Phosphorus in urine (daily urine)
Why this test?
For differential diagnosis of diseases accompanied by hyperphosphatemia (chronic renal failure, hypoparathyroidism, tumor lysis syndrome) and hypophosphatemia (hyperparathyroidism, Fanconi syndrome and others).
For the prevention of excess vitamin D in the treatment of rickets.
For the diagnosis of nephrolithiasis.
In what cases is it prescribed?
When examining a patient with diseases of the kidneys (chronic renal failure), skeleton (rickets) and parathyroid glands (primary hyper- and hypoparathyroidism).
With symptoms of nephrolithiasis: intense pain in the lower back or flank, with irradiation in the inguinal and femoral region, accompanied by gross hematuria, nausea and vomiting, as well as the passage of visible stones with urine.
Test information
Phosphorus is one of the main trace elements of the body, which is part of high-energy molecules (ATP, creatine phosphate), cell membrane proteins (phospholipids, specific receptors), nucleic acids (DNA, RNA), calcium hydroxyapatite of bone tissue and other organic and inorganic compounds. In addition, phosphoric acid compounds are involved in maintaining the acid-alkaline state of the body.
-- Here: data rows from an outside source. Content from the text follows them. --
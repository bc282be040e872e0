//! Persisted domain records for exams, tasks, the goal and preferences.
//!
//! # Responsibility
//! - Define the JSON document shapes stored under each collection key.
//! - Validate user-supplied fields before they reach a collection.
//!
//! # Invariants
//! - Every exam record carries an id once it has been loaded or created.
//! - A `Grade` value is always inside `[0, 100]`.

pub mod exam;
pub mod goal;
pub mod preference;
pub mod task;
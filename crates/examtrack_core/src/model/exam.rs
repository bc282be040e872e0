//! Exam records in their upcoming and past shapes.
//!
//! # Responsibility
//! - Model the upcoming/past exam documents and the bounded grade value.
//! - Provide field validation used by the edit flow.
//!
//! # Invariants
//! - `id` is assigned once and never reassigned.
//! - A past exam starts with `grade = None`; only explicit user action sets it.
//! - Missing `subject`/`date` fields load as empty strings rather than failing
//!   the whole collection.
//! - A stored grade outside `[0, 100]` loads as unset; the record is kept.

use crate::util::date::is_valid_iso_date;
use crate::util::id::{ensure_id, new_record_id};
use log::warn;
use serde::{Deserialize, Serialize};
use std::error::Error;
use std::fmt::{Display, Formatter};

/// Validation failures for exam fields and grades.
#[derive(Debug, Clone, PartialEq, Eq)]
pub enum ExamValidationError {
    EmptySubject,
    EmptyDate,
    InvalidDate(String),
    GradeOutOfRange(String),
    InvalidGradeInput(String),
}

impl Display for ExamValidationError {
    fn fmt(&self, f: &mut Formatter<'_>) -> std::fmt::Result {
        match self {
            Self::EmptySubject => write!(f, "exam subject is required"),
            Self::EmptyDate => write!(f, "exam date is required"),
            Self::InvalidDate(value) => {
                write!(f, "exam date `{value}` is not a valid YYYY-MM-DD date")
            }
            Self::GradeOutOfRange(value) => {
                write!(f, "grade {value} is outside the range 0-100")
            }
            Self::InvalidGradeInput(value) => write!(f, "grade `{value}` is not a number"),
        }
    }
}

impl Error for ExamValidationError {}

/// Exam grade in the closed range `[0, 100]`.
///
/// Serialized as a bare integer; out-of-range stored values fail to
/// deserialize.
#[derive(Debug, Clone, Copy, PartialEq, Eq, PartialOrd, Ord, Hash, Serialize, Deserialize)]
#[serde(try_from = "i64", into = "i64")]
pub struct Grade(u8);

impl Grade {
    pub const MIN: u8 = 0;
    pub const MAX: u8 = 100;

    pub fn new(value: i64) -> Result<Self, ExamValidationError> {
        if value < i64::from(Self::MIN) || value > i64::from(Self::MAX) {
            return Err(ExamValidationError::GradeOutOfRange(value.to_string()));
        }
        Ok(Self(value as u8))
    }

    /// Parses free-text grade input such as `"87"` or `"92.5"`.
    ///
    /// The raw number is range-checked first and then rounded half-up, so
    /// `"99.6"` becomes 100 while `"100.4"` is rejected.
    pub fn parse(input: &str) -> Result<Self, ExamValidationError> {
        let trimmed = input.trim();
        let raw = trimmed
            .parse::<f64>()
            .ok()
            .filter(|value| value.is_finite())
            .ok_or_else(|| ExamValidationError::InvalidGradeInput(trimmed.to_string()))?;
        if raw < f64::from(Self::MIN) || raw > f64::from(Self::MAX) {
            return Err(ExamValidationError::GradeOutOfRange(trimmed.to_string()));
        }
        Self::new((raw + 0.5).floor() as i64)
    }

    pub fn value(self) -> u8 {
        self.0
    }
}

impl TryFrom<i64> for Grade {
    type Error = ExamValidationError;

    fn try_from(value: i64) -> Result<Self, Self::Error> {
        Self::new(value)
    }
}

impl From<Grade> for i64 {
    fn from(value: Grade) -> Self {
        i64::from(value.0)
    }
}

impl Display for Grade {
    fn fmt(&self, f: &mut Formatter<'_>) -> std::fmt::Result {
        write!(f, "{}", self.0)
    }
}

/// Exam that has not been migrated yet.
#[derive(Debug, Clone, PartialEq, Eq, Serialize, Deserialize)]
pub struct UpcomingExam {
    #[serde(default, skip_serializing_if = "Option::is_none")]
    pub id: Option<String>,
    #[serde(default)]
    pub subject: String,
    /// `YYYY-MM-DD`; may be malformed in data written by older clients.
    #[serde(default)]
    pub date: String,
}

impl UpcomingExam {
    /// Creates a record with a freshly generated id.
    pub fn new(subject: impl Into<String>, date: impl Into<String>) -> Self {
        Self {
            id: Some(new_record_id()),
            subject: subject.into(),
            date: date.into(),
        }
    }

    /// Creates a record without an id, the shape of seed and legacy data.
    pub fn unidentified(subject: impl Into<String>, date: impl Into<String>) -> Self {
        Self {
            id: None,
            subject: subject.into(),
            date: date.into(),
        }
    }

    pub fn ensure_id(&mut self) -> bool {
        ensure_id(&mut self.id)
    }

    pub fn id_or_empty(&self) -> &str {
        self.id.as_deref().unwrap_or_default()
    }
}

/// Exam whose date has elapsed; only `grade` changes after migration.
#[derive(Debug, Clone, PartialEq, Eq, Serialize, Deserialize)]
#[serde(from = "StoredPastExam")]
pub struct PastExam {
    #[serde(skip_serializing_if = "Option::is_none")]
    pub id: Option<String>,
    pub subject: String,
    pub date: String,
    pub grade: Option<Grade>,
}

impl PastExam {
    /// Builds the past record for an expired upcoming exam.
    ///
    /// Copies identity, subject and date; the grade starts unset.
    pub fn from_expired(exam: &UpcomingExam) -> Self {
        let mut past = Self {
            id: exam.id.clone(),
            subject: exam.subject.clone(),
            date: exam.date.clone(),
            grade: None,
        };
        past.ensure_id();
        past
    }

    pub fn ensure_id(&mut self) -> bool {
        ensure_id(&mut self.id)
    }
}

/// Storage shape of a past exam; `grade` is checked per record.
#[derive(Deserialize)]
struct StoredPastExam {
    #[serde(default)]
    id: Option<String>,
    #[serde(default)]
    subject: String,
    #[serde(default)]
    date: String,
    #[serde(default)]
    grade: Option<serde_json::Value>,
}

impl From<StoredPastExam> for PastExam {
    fn from(stored: StoredPastExam) -> Self {
        let grade = stored.grade.and_then(|raw| {
            let grade = stored_grade(&raw);
            if grade.is_none() {
                warn!(
                    "event=grade_discarded module=exam status=skipped exam_id={} reason=invalid_stored_grade",
                    stored.id.as_deref().unwrap_or("unassigned")
                );
            }
            grade
        });
        Self {
            id: stored.id,
            subject: stored.subject,
            date: stored.date,
            grade,
        }
    }
}

fn stored_grade(raw: &serde_json::Value) -> Option<Grade> {
    let whole = raw.as_i64().or_else(|| {
        raw.as_f64()
            .filter(|value| value.fract() == 0.0)
            .map(|value| value as i64)
    })?;
    Grade::new(whole).ok()
}

/// Validates and normalizes edit-flow input.
///
/// Returns the trimmed subject and date.
pub fn validate_exam_fields(
    subject: &str,
    date: &str,
) -> Result<(String, String), ExamValidationError> {
    let subject = subject.trim();
    let date = date.trim();
    if subject.is_empty() {
        return Err(ExamValidationError::EmptySubject);
    }
    if date.is_empty() {
        return Err(ExamValidationError::EmptyDate);
    }
    if !is_valid_iso_date(date) {
        return Err(ExamValidationError::InvalidDate(date.to_string()));
    }
    Ok((subject.to_string(), date.to_string()))
}

/// Example exams used when no upcoming collection has been stored yet.
pub fn default_upcoming_exams() -> Vec<UpcomingExam> {
    vec![
        UpcomingExam::unidentified("Machine Elements", "2025-12-20"),
        UpcomingExam::unidentified("Dynamics", "2025-12-22"),
        UpcomingExam::unidentified("Thermodynamics", "2025-12-25"),
    ]
}

#[cfg(test)]
mod tests {
    use super::{validate_exam_fields, ExamValidationError, Grade, PastExam, UpcomingExam};

    #[test]
    fn grade_bounds_are_inclusive() {
        assert_eq!(Grade::new(0).unwrap().value(), 0);
        assert_eq!(Grade::new(100).unwrap().value(), 100);
        assert!(matches!(
            Grade::new(101),
            Err(ExamValidationError::GradeOutOfRange(_))
        ));
        assert!(matches!(
            Grade::new(-1),
            Err(ExamValidationError::GradeOutOfRange(_))
        ));
    }

    #[test]
    fn grade_parse_rounds_after_range_check() {
        assert_eq!(Grade::parse(" 99.6 ").unwrap().value(), 100);
        assert_eq!(Grade::parse("72.5").unwrap().value(), 73);
        assert!(matches!(
            Grade::parse("100.4"),
            Err(ExamValidationError::GradeOutOfRange(_))
        ));
        assert!(matches!(
            Grade::parse("abc"),
            Err(ExamValidationError::InvalidGradeInput(_))
        ));
        assert!(matches!(
            Grade::parse("NaN"),
            Err(ExamValidationError::InvalidGradeInput(_))
        ));
    }

    #[test]
    fn grade_serializes_as_integer_and_rejects_out_of_range() {
        let json = serde_json::to_string(&Grade::new(88).unwrap()).unwrap();
        assert_eq!(json, "88");
        assert!(serde_json::from_str::<Grade>("150").is_err());
    }

    #[test]
    fn past_exam_serializes_null_grade() {
        let exam = UpcomingExam::new("Math", "2020-01-01");
        let past = PastExam::from_expired(&exam);
        let value = serde_json::to_value(&past).unwrap();
        assert!(value["grade"].is_null());
        assert_eq!(value["id"], exam.id.clone().unwrap());
    }

    #[test]
    fn invalid_stored_grade_unsets_only_that_record() {
        let past: Vec<PastExam> = serde_json::from_str(
            r#"[{"id":"a","subject":"Math","date":"2020-01-01","grade":90},
                {"id":"b","subject":"Bio","date":"2020-01-02","grade":150},
                {"id":"c","subject":"Art","date":"2020-01-03","grade":"A+"},
                {"id":"d","subject":"Chem","date":"2020-01-04","grade":null},
                {"id":"e","subject":"Geo","date":"2020-01-05","grade":75.0}]"#,
        )
        .unwrap();
        let grades = past
            .iter()
            .map(|exam| exam.grade.map(Grade::value))
            .collect::<Vec<_>>();
        assert_eq!(grades, vec![Some(90), None, None, None, Some(75)]);
        assert_eq!(past[1].subject, "Bio");
    }

    #[test]
    fn legacy_upcoming_without_id_or_date_still_loads() {
        let exams: Vec<UpcomingExam> =
            serde_json::from_str(r#"[{"subject":"Physics"}]"#).unwrap();
        assert_eq!(exams[0].id, None);
        assert_eq!(exams[0].date, "");
    }

    #[test]
    fn validate_trims_and_checks_date_shape() {
        assert_eq!(
            validate_exam_fields("  Math ", "2025-06-01").unwrap(),
            ("Math".to_string(), "2025-06-01".to_string())
        );
        assert_eq!(
            validate_exam_fields("   ", "2025-06-01"),
            Err(ExamValidationError::EmptySubject)
        );
        assert_eq!(
            validate_exam_fields("Math", ""),
            Err(ExamValidationError::EmptyDate)
        );
        assert!(matches!(
            validate_exam_fields("Math", "01/06/2025"),
            Err(ExamValidationError::InvalidDate(_))
        ));
    }
}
Phosphorus level regulation is a complex system of interactions between PTH and vitamin D, which ensure its absorption in the intestine, mobilization from bone tissue and reabsorption in the kidneys. Diseases of the parathyroid glands, bone tissue, and kidneys are accompanied by a violation of phosphorus metabolism, so their diagnosis includes a study of its metabolism. The degree of loss of this element by the body is assessed using daily urine analysis.
Daily portion of urine is studied. This is due to the fact that the concentration of phosphorus normally varies during the day within wide limits (up to 50%). In addition, it depends on nutrition: a high carbohydrate content leads to redistribution of phosphorus inside cells and a decrease in its concentration in plasma and urine.
Analysis of phosphorus in urine is performed in the differential diagnosis of hypophosphatemia. At the same time, increased excretion of phosphorus indicates renal causes of the disease and excludes nutritional deficiency of this trace element and redistribution of phosphorus in tissues. Normally, proximal renal tubules ensure almost complete reabsorption of phosphorus. Loss of phosphorus in the urine (phosphaturia) develops when the kidneys stop performing this function. The most common cause of this is the effect on the renal tubules of an excessive amount of parathyroid hormone produced by an adenoma of the parathyroid glands (primary hyperparathyroidism) or parathyroid hormone-related protein secreted by some malignant tumors (for example, squamous cell lung cancer). Patients suffering from long-term diabetes and alcoholism are also prone to phosphaturia. More rare causes of phosphaturia include diseases caused by genetic defects of phosphorus transporter proteins in the proximal renal tubules (Fanconi syndrome, X-linked hypophosphatemic rickets, and others). The consequences of phosphorus loss in the body vary and depend on its degree. As a rule, chronic phosphaturia that developed in adulthood is not accompanied by bright clinical symptoms and includes complaints of pain and weakness in proximal muscle groups. On the other hand, chronic phosphaturia in childhood can lead to rickets. Therefore, such signs as growth retardation and bone deformation are a reason to examine the child for phosphaturia.
Phosphorus absorption in the small intestine is significantly enhanced under the influence of vitamin D. Therefore, the analysis of phosphorus in urine is used in pediatrics to monitor the effectiveness of rickets treatment. A significant increase in phosphaturia indicates an excess of vitamin D and allows timely adjustment of the dose. At the same time, the urine test appears to be a more convenient and comfortable method for the child, in contrast to the blood test.
In addition, the level of phosphorus in urine is determined in the differential diagnosis of hyperphosphatemia. At the same time, a decrease in the concentration of phosphorus in the urine indicates a violation of the normal excretion of phosphorus by the kidneys and excludes extrarenal causes of hyperphosphatemia (rhabdomyolysis, hyperthermia, metabolic and respiratory acidosis). Most often, excretion of phosphorus is disturbed due to chronic renal failure, primary hypoparathyroidism and heparin therapy. An excess of phosphorus in the plasma leads to the deposition of calcium phosphate salts in soft tissues (in the heart, lungs, and kidneys). Therefore, when examining a patient with signs of nephrocalcinosis, the laboratory minimum must include a test for phosphorus in the urine.
Phosphorus metabolism depends on the influence of some other trace elements (primarily, calcium and magnesium), as well as a number of hormones (growth hormone, triiodothyronine, and others), so the assessment of phosphorus level disorders requires a comprehensive approach and should include several laboratory tests.